NF-kappa B as a therapeutic target in multiple myeloma

We have shown that thalidomide (Thal) and its immunomodulatory derivatives (IMiDs), proteasome inhibitor PS-341, and As(2)O(3) act directly on multiple myeloma (MM) cells and in the bone marrow (BM) milieu to overcome drug resistance. Although Thal/IMiDs, PS-341, and As(2)O(3) inhibit nuclear factor (NF)-kappaB activation, they also have multiple and varied other actions. In this study, we therefore specifically address the role of NF-kappaB blockade in mediating anti-MM activity.
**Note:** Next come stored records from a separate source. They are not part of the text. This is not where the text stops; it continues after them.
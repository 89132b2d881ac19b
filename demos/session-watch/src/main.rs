use std::path::PathBuf;

use authsync::prelude::*;
use tracing_subscriber::EnvFilter;

// ---------------------------------------------------------------------------
// Output
// ---------------------------------------------------------------------------

fn name_of(snapshot: Option<&AuthSnapshot>) -> &str {
    snapshot.map_or("nobody", |s| s.display_name.as_str())
}

/// One line per transition, the way a nav bar would re-render.
fn describe(event: &TransitionEvent) -> String {
    let previous = name_of(event.previous.as_ref());
    let current = name_of(event.current.as_ref());
    match event.kind {
        TransitionKind::Login => format!("logged in as {current}"),
        TransitionKind::Logout => format!("{previous} logged out"),
        TransitionKind::UserSwitch => format!("switched from {previous} to {current}"),
        TransitionKind::Unchanged if event.is_authenticated() => format!("still {current}"),
        TransitionKind::Unchanged => "still logged out".to_string(),
    }
}

// ---------------------------------------------------------------------------
// Bootstrap
// ---------------------------------------------------------------------------

#[tokio::main]
async fn main() -> Result<(), Box<dyn std::error::Error>> {
    tracing_subscriber::fmt()
        .with_env_filter(
            EnvFilter::try_from_default_env().unwrap_or_else(|_| EnvFilter::new("info")),
        )
        .init();

    let authority = AuthorityConfig::from_env().ok_or("AUTHSYNC_BASE_URL is not set")?;
    let config = CoreConfig::from_env()?;
    let dir = std::env::var_os("AUTHSYNC_STATE_DIR")
        .map(PathBuf::from)
        .unwrap_or_else(|| std::env::temp_dir().join("authsync"));

    let storage = FileStorage::new(dir);
    tracing::info!(
        authority = %authority.base_url,
        state_dir = %storage.dir().display(),
        "starting session watch"
    );

    let (core, driver) = SessionCoreBuilder::new()
        .config(config)
        .build_http(authority, storage)?;

    let _printer = core.on_transition(|event| {
        if event.kind.is_change() {
            println!("{}", describe(event));
        }
    });

    let driver = tokio::spawn(driver.run());
    core.ready().await;
    println!("ready: {}", name_of(core.current_snapshot().as_ref()));

    // Another process pointed at the same state dir shares the session.
    tokio::signal::ctrl_c().await?;
    core.shutdown();
    driver.await?;
    Ok(())
}

#[cfg(test)]
mod tests {
    use std::time::Duration;

    use axum::Router;
    use axum::routing::{get, post};

    use super::*;

    async fn serve(app: Router) -> String {
        let listener = tokio::net::TcpListener::bind("127.0.0.1:0").await.unwrap();
        let addr = listener.local_addr().unwrap();
        tokio::spawn(async move {
            let _ = axum::serve(listener, app).await;
        });
        format!("http://{addr}")
    }

    fn ada() -> AuthSnapshot {
        AuthSnapshot::new(UserId::new("1").unwrap(), "Ada", "ada@example.com", "")
    }

    #[test]
    fn test_describe_login_and_switch() {
        let grace = AuthSnapshot::new(UserId::new("2").unwrap(), "Grace", "", "");
        let login = TransitionEvent {
            kind: TransitionKind::Login,
            previous: None,
            current: Some(ada()),
        };
        let switch = TransitionEvent {
            kind: TransitionKind::UserSwitch,
            previous: Some(ada()),
            current: Some(grace),
        };

        assert_eq!(describe(&login), "logged in as Ada");
        assert_eq!(describe(&switch), "switched from Ada to Grace");
    }

    #[test]
    fn test_describe_logged_out_unchanged() {
        let event = TransitionEvent {
            kind: TransitionKind::Unchanged,
            previous: None,
            current: None,
        };
        assert_eq!(describe(&event), "still logged out");
    }

    #[tokio::test]
    async fn test_two_watchers_share_a_state_dir() {
        let app = Router::new()
            .route(
                "/session-check",
                get(|| async {
                    axum::Json(serde_json::json!({
                        "success": true,
                        "user": { "id": "1", "name": "Ada", "email": "ada@example.com" }
                    }))
                }),
            )
            .route("/logout", post(|| async { "ok" }));
        let base = serve(app).await;
        let dir = tempfile::tempdir().unwrap();

        let (first, _d1) = SessionCoreBuilder::new()
            .poll(PollConfig::disabled())
            .build_http(AuthorityConfig::with_base_url(&base), FileStorage::new(dir.path()))
            .unwrap();
        let result = tokio::time::timeout(Duration::from_secs(5), first.force_probe())
            .await
            .unwrap();
        assert!(matches!(result, ProbeResult::Authenticated(_)));

        let (second, _d2) = SessionCoreBuilder::new()
            .poll(PollConfig::disabled())
            .build_http(AuthorityConfig::with_base_url(&base), FileStorage::new(dir.path()))
            .unwrap();
        assert_eq!(name_of(second.current_snapshot().as_ref()), "Ada");
    }
}
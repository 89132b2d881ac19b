//! Subscriber registry: fan transition events out to independent widgets.

use std::collections::BTreeMap;
use std::fmt;
use std::panic::{self, AssertUnwindSafe};
use std::sync::{Arc, Mutex, MutexGuard, Weak};

use authsync_protocol::TransitionEvent;

/// A registered transition callback.
pub type TransitionHandler = Arc<dyn Fn(&TransitionEvent) + Send + Sync>;

/// Identifies one subscription. Ids grow with registration order.
#[derive(Debug, Clone, Copy, PartialEq, Eq, PartialOrd, Ord, Hash)]
pub struct SubscriptionId(u64);

impl fmt::Display for SubscriptionId {
    fn fmt(&self, f: &mut fmt::Formatter<'_>) -> fmt::Result {
        write!(f, "sub-{}", self.0)
    }
}

#[derive(Default)]
struct Handlers {
    next_id: u64,
    // BTreeMap keyed by a growing id == registration order.
    by_id: BTreeMap<SubscriptionId, TransitionHandler>,
}

/// Delivers [`TransitionEvent`]s to every registered handler.
///
/// Cheap to clone; clones share the same handler list.
///
/// Delivery is synchronous and in registration order. One handler
/// panicking doesn't stop the others: the panic is caught and logged.
/// Handlers may subscribe or unsubscribe from inside a callback; such
/// changes take effect from the next `publish`.
#[derive(Clone, Default)]
pub struct SubscriberRegistry {
    handlers: Arc<Mutex<Handlers>>,
}

impl SubscriberRegistry {
    pub fn new() -> Self {
        Self::default()
    }

    /// Registers `handler`. Keep the returned [`Subscription`] to be able
    /// to unsubscribe later; dropping it leaves the handler registered.
    pub fn subscribe<F>(&self, handler: F) -> Subscription
    where
        F: Fn(&TransitionEvent) + Send + Sync + 'static,
    {
        let mut handlers = self.lock();
        let id = SubscriptionId(handlers.next_id);
        handlers.next_id += 1;
        handlers.by_id.insert(id, Arc::new(handler));
        tracing::trace!(subscription = %id, "handler subscribed");

        Subscription {
            id,
            handlers: Arc::downgrade(&self.handlers),
        }
    }

    /// Calls every handler with `event`. Returns how many completed
    /// without panicking.
    pub fn publish(&self, event: &TransitionEvent) -> usize {
        // Snapshot the list so handlers can (un)subscribe without deadlock.
        let snapshot: Vec<(SubscriptionId, TransitionHandler)> = self
            .lock()
            .by_id
            .iter()
            .map(|(id, h)| (*id, Arc::clone(h)))
            .collect();

        let mut delivered = 0;
        for (id, handler) in snapshot {
            match panic::catch_unwind(AssertUnwindSafe(|| handler(event))) {
                Ok(()) => delivered += 1,
                Err(payload) => {
                    tracing::error!(
                        subscription = %id,
                        kind = %event.kind,
                        panic = panic_message(&payload),
                        "transition handler panicked"
                    );
                }
            }
        }
        delivered
    }

    /// Number of registered handlers.
    pub fn len(&self) -> usize {
        self.lock().by_id.len()
    }

    /// `true` if no handler is registered.
    pub fn is_empty(&self) -> bool {
        self.len() == 0
    }

    fn lock(&self) -> MutexGuard<'_, Handlers> {
        lock(&self.handlers)
    }
}

impl fmt::Debug for SubscriberRegistry {
    fn fmt(&self, f: &mut fmt::Formatter<'_>) -> fmt::Result {
        f.debug_struct("SubscriberRegistry")
            .field("handlers", &self.len())
            .finish()
    }
}

/// The capability to remove one handler.
#[derive(Debug)]
#[must_use = "dropping a Subscription keeps the handler registered forever"]
pub struct Subscription {
    id: SubscriptionId,
    handlers: Weak<Mutex<Handlers>>,
}

impl Subscription {
    pub fn id(&self) -> SubscriptionId {
        self.id
    }

    /// Removes the handler. Returns `false` if the registry is gone or
    /// the handler was already removed.
    pub fn unsubscribe(self) -> bool {
        let Some(handlers) = self.handlers.upgrade() else {
            return false;
        };
        let removed = lock(&handlers).by_id.remove(&self.id).is_some();
        if removed {
            tracing::trace!(subscription = %self.id, "handler unsubscribed");
        }
        removed
    }
}

fn lock(handlers: &Mutex<Handlers>) -> MutexGuard<'_, Handlers> {
    // Handlers run outside the lock, so a poisoned lock can only come from
    // a panic inside insert/remove; the map is still usable.
    handlers.lock().unwrap_or_else(|e| e.into_inner())
}

fn panic_message(payload: &Box<dyn std::any::Any + Send>) -> &str {
    payload
        .downcast_ref::<&str>()
        .copied()
        .or_else(|| payload.downcast_ref::<String>().map(String::as_str))
        .unwrap_or("<non-string panic>")
}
To characterize the effect of specific NF-kappaB blockade on MM cell growth and survival in vitro, we used an IkappaB kinase (IKK) inhibitor (PS-1145). Our studies demonstrate that PS-1145 and PS-341 block TNFalpha-induced NF-kappaB activation in a dose- and time-dependent fashion in MM cells through inhibition of IkappaBalpha phosphorylation and degradation of IkappaBalpha, respectively. Dexamethasone (Dex), which up-regulates IkappaBalpha protein, enhances blockade of NF-kappaB activation by PS-1145. Moreover, PS-1145 blocks the protective effect of IL-6 against Dex-induced apotosis. TNFalpha-induced intracellular adhesion molecule (ICAM)-1 expression on both RPMI8226 and MM.1S cells is also inhibited by PS-1145. Moreover, PS-1145 inhibits both IL-6 secretion from BMSCs triggered by MM cell adhesion and proliferation of MM cells adherent to BMSCs. However, in contrast to PS-341, PS-1145 only partially (20-50%) inhibits MM cell proliferation, suggesting that NF-kappaB blockade cannot account for all of the anti-MM activity of PS-341. Importantly, however, TNFalpha induces MM cell toxicity in the presence of PS-1145. These studies demonstrate that specific targeting of NF-kappaB can overcome the growth and survival advantage conferred both by tumor cell binding to BMSCs and cytokine secretion in the BM milieu. Furthermore, they provide the framework for clinical evaluation of novel MM therapies based upon targeting NF-kappaB.